Why would you think that you would be unlikely to suffer from frozen pipes and cold houses in Spain?


----------



## Solwriter (Jan 10, 2012)

Hi *nfmac*.
As you will know (and as Pesky said) Spain is indeed in the brown stuff, and up to the neck!
And I'm wondering whether you will fare any better in Spain in the long term than in France.

As you may have read on here, there is some confusion about applying for residencia here (or, as an EU citizen, for your certificate that you are registered as living here).
It appears that you will have to prove that you have health cover (which, in your case, I would presume to be private - at least until you can get your UK state pension) and prove that you can sustain yourself here with some form of income (figures vary on how much this is and how savings or capital are taken into account).
But, if you can manage this, then you may wish to go for it!

However, I did notice (and completely understand) your feelings of isolation in the French countryside, and you say that some of this is down to not being able to drive, and some of this is down to not being able to speak the language.

Unless you live in a Spanish town with a good bus service and/or a good supply of local shops and services, then you will still find life difficult in Spain, as getting around here without a car can be just as difficult as in France, if not more so. 

Then there's the language...
A few years ago, you could move to certain towns in Spain and get by very easily hardly speaking any Spanish at all, but, with the exodus of expats returning to the UK, that is becoming increasingly difficult.
Not to mention the fact that you feel isolated, so will want to make friends with people you can talk to. That again, is not as easy at it once was.

Do you have family and friends in the UK? 
Because, if this is so, I am wondering if returning to the UK would be your best bet? 
Ok, the weather in the UK stinks! And prospects there are not good, but at least you can speak the language.

You say that, after the sale of your house in France, you will not have enough money to purchase a property in the UK and are thinking about renting in Spain and living on the capital from your house sale.
But you could do that in the UK too.

As someone returning to the UK (and therefore without an up-to-date credit rating), you would probably be expected to put down a lump sum on a rental property, but after that, you would have a base to live and access to health services and, eventually, pension benefits too.

But only you can decide what you wish to do.
Just don't let your thorough dislike of your experience of living an isolated lifestyle in France lead you to making the wrong move.

Good luck in whatever you decide to do.


----------



## fergie (Oct 4, 2010)

nfmac said:


> Thanks for your reply.... I would not be looking for work, France isnt doing much better believe me, the cost of living is high here, and properties not selling so Brits are letting them go at silly prices . How much money I will have depends on what price I can get for my property here , it is already reduced greatly, and have someone interested in it finally, but it has took 3 years to get an interested party.

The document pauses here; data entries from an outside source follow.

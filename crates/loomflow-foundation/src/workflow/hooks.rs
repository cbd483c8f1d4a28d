//! 生命周期钩子实现
//! Built-in lifecycle hook implementations
//!
//! - [`TracingHooks`]: one structured log line per transition
//! - [`ChannelHooks`]: forwards [`ExecutionEvent`]s over a bounded channel
//!   without ever blocking the executor
//! - [`HookSet`]: several observers behind one handle

use super::execution_event::{ExecutionEvent, ExecutionEventEnvelope};
use loomflow_kernel::workflow::{
    ExecutionContext, NodeError, RunFailure, WorkflowHooks, WorkflowResult, WorkflowValue,
    guard_hook,
};
use std::sync::Arc;
use std::sync::atomic::{AtomicU64, Ordering};
use tokio::sync::mpsc;
use tracing::{debug, info, warn};

/// Logs every transition through `tracing`.
#[derive(Debug, Default, Clone, Copy)]
pub struct TracingHooks;

impl WorkflowHooks for TracingHooks {
    fn on_node_start(&self, node: &str, ctx: &ExecutionContext) -> anyhow::Result<()> {
        debug!(
            workflow = %ctx.workflow,
            execution_id = %ctx.execution_id,
            node,
            iteration = ctx.iteration(node),
            "node started"
        );
        Ok(())
    }

    fn on_node_complete(
        &self,
        node: &str,
        output: &WorkflowValue,
        ctx: &ExecutionContext,
    ) -> anyhow::Result<()> {
        debug!(
            workflow = %ctx.workflow,
            execution_id = %ctx.execution_id,
            node,
            output = %output.render(),
            "node completed"
        );
        Ok(())
    }

    fn on_node_error(
        &self,
        node: &str,
        error: &NodeError,
        ctx: &ExecutionContext,
    ) -> anyhow::Result<()> {
        warn!(
            workflow = %ctx.workflow,
            execution_id = %ctx.execution_id,
            node,
            kind = %error.kind,
            retriable = error.retriable,
            "node failed: {}",
            error.message
        );
        Ok(())
    }

    fn on_complete(&self, result: &WorkflowResult) -> anyhow::Result<()> {
        info!(
            workflow = %result.outputs.workflow,
            execution_id = %result.execution_id,
            duration_ms = result.duration_ms,
            "workflow completed"
        );
        Ok(())
    }

    fn on_error(&self, failure: &RunFailure, ctx: &ExecutionContext) -> anyhow::Result<()> {
        warn!(
            workflow = %ctx.workflow,
            execution_id = %ctx.execution_id,
            node = failure.node.as_deref().unwrap_or("-"),
            kind = %failure.kind,
            "workflow failed: {}",
            failure.message
        );
        Ok(())
    }
}

/// 事件通道钩子
/// Sends each transition as an [`ExecutionEventEnvelope`] with `try_send`.
/// A full or closed channel drops the event; the executor never waits on
/// the consumer.
#[derive(Debug)]
pub struct ChannelHooks {
    tx: mpsc::Sender<ExecutionEventEnvelope>,
    sequence: AtomicU64,
}

impl ChannelHooks {
    pub fn new(tx: mpsc::Sender<ExecutionEventEnvelope>) -> Self {
        Self {
            tx,
            sequence: AtomicU64::new(0),
        }
    }

    /// Hooks plus the receiving end of a channel holding `capacity` events.
    pub fn channel(capacity: usize) -> (Self, mpsc::Receiver<ExecutionEventEnvelope>) {
        let (tx, rx) = mpsc::channel(capacity.max(1));
        (Self::new(tx), rx)
    }

    fn emit(&self, event: ExecutionEvent) -> anyhow::Result<()> {
        let sequence = self.sequence.fetch_add(1, Ordering::Relaxed);
        self.tx
            .try_send(ExecutionEventEnvelope::new(sequence, event))
            .map_err(|e| match e {
                mpsc::error::TrySendError::Full(env) => {
                    anyhow::anyhow!("event channel full, dropped event #{}", env.sequence)
                }
                mpsc::error::TrySendError::Closed(env) => {
                    anyhow::anyhow!("event channel closed, dropped event #{}", env.sequence)
                }
            })
    }
}

impl WorkflowHooks for ChannelHooks {
    fn on_node_start(&self, node: &str, ctx: &ExecutionContext) -> anyhow::Result<()> {
        self.emit(ExecutionEvent::NodeStarted {
            execution_id: ctx.execution_id.clone(),
            node: node.to_string(),
        })
    }

    fn on_node_complete(
        &self,
        node: &str,
        output: &WorkflowValue,
        ctx: &ExecutionContext,
    ) -> anyhow::Result<()> {
        self.emit(ExecutionEvent::node_completed(&ctx.execution_id, node, output))
    }

    fn on_node_error(
        &self,
        node: &str,
        error: &NodeError,
        ctx: &ExecutionContext,
    ) -> anyhow::Result<()> {
        self.emit(ExecutionEvent::node_failed(&ctx.execution_id, node, error))
    }

    fn on_complete(&self, result: &WorkflowResult) -> anyhow::Result<()> {
        self.emit(ExecutionEvent::finished(result))
    }

    fn on_error(&self, failure: &RunFailure, ctx: &ExecutionContext) -> anyhow::Result<()> {
        self.emit(ExecutionEvent::workflow_failed(&ctx.execution_id, failure))
    }
}

/// Broadcasts to several hooks. Each observer is guarded separately so one
/// failing observer does not silence the others.
#[derive(Clone, Default)]
pub struct HookSet {
    hooks: Vec<Arc<dyn WorkflowHooks>>,
}

impl HookSet {
    pub fn new() -> Self {
        Self::default()
    }

    pub fn push(&mut self, hooks: Arc<dyn WorkflowHooks>) {
        self.hooks.push(hooks);
    }

    pub fn len(&self) -> usize {
        self.hooks.len()
    }

    pub fn is_empty(&self) -> bool {
        self.hooks.is_empty()
    }
}

impl WorkflowHooks for HookSet {
    fn on_node_start(&self, node: &str, ctx: &ExecutionContext) -> anyhow::Result<()> {
        for h in &self.hooks {
            guard_hook("on_node_start", || h.on_node_start(node, ctx));
        }
        Ok(())
    }

    fn on_node_complete(
        &self,
        node: &str,
        output: &WorkflowValue,
        ctx: &ExecutionContext,
    ) -> anyhow::Result<()> {
        for h in &self.hooks {
            guard_hook("on_node_complete", || h.on_node_complete(node, output, ctx));
        }
        Ok(())
    }

    fn on_node_error(
        &self,
        node: &str,
        error: &NodeError,
        ctx: &ExecutionContext,
    ) -> anyhow::Result<()> {
        for h in &self.hooks {
            guard_hook("on_node_error", || h.on_node_error(node, error, ctx));
        }
        Ok(())
    }

    fn on_complete(&self, result: &WorkflowResult) -> anyhow::Result<()> {
        for h in &self.hooks {
            guard_hook("on_complete", || h.on_complete(result));
        }
        Ok(())
    }

    fn on_error(&self, failure: &RunFailure, ctx: &ExecutionContext) -> anyhow::Result<()> {
        for h in &self.hooks {
            guard_hook("on_error", || h.on_error(failure, ctx));
        }
        Ok(())
    }
}

impl std::fmt::Debug for HookSet {
    fn fmt(&self, f: &mut std::fmt::Formatter<'_>) -> std::fmt::Result {
        f.debug_struct("HookSet")
            .field("hooks", &self.hooks.len())
            .finish()
    }
}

So I would rather rent I think, and keep any money to live from as I wont get a UK pension until I am 62 1/2 .


Hi there, 
We found the perfect town to live, Javea, in the Alicante region, but not noisy, and doesn't have the high rises. You can actually live there among the Spanish and also other expats from Uk, Germany, Holland, Swizterland and live in an apartment not too far from the sea with all the amenities nearby, 
If you don't get you pension until you are 62 1/2 you would not be able to use the Spanish health care system, have you got private health care cover? Lots of expat pensioners take that out as well.
I am just promoting our own town, because I love it, I am very sure there are other places up and down the costa's which are just as lovely, depends what you want in the end! But I would suggest maybe going on holiday to one of the towns and looking around, probably for areas where there are less holiday makers and more locals, so the place isn't a ghost town out of season.
Look at a website called Kyero.com at the rental properties section, it will give you a rough idea what is available and where.


----------



## nfmac (May 17, 2012)

Hepa said:


> The Canary Islands in general are far cheaper than Iberian Spain, also the temperate climate is far kinder to the bank balance, insomuch that we do not need heating in the winter nor air conditioning in the summer.
> 
> Where ever you are situated in the archipelago, the coast is never far away.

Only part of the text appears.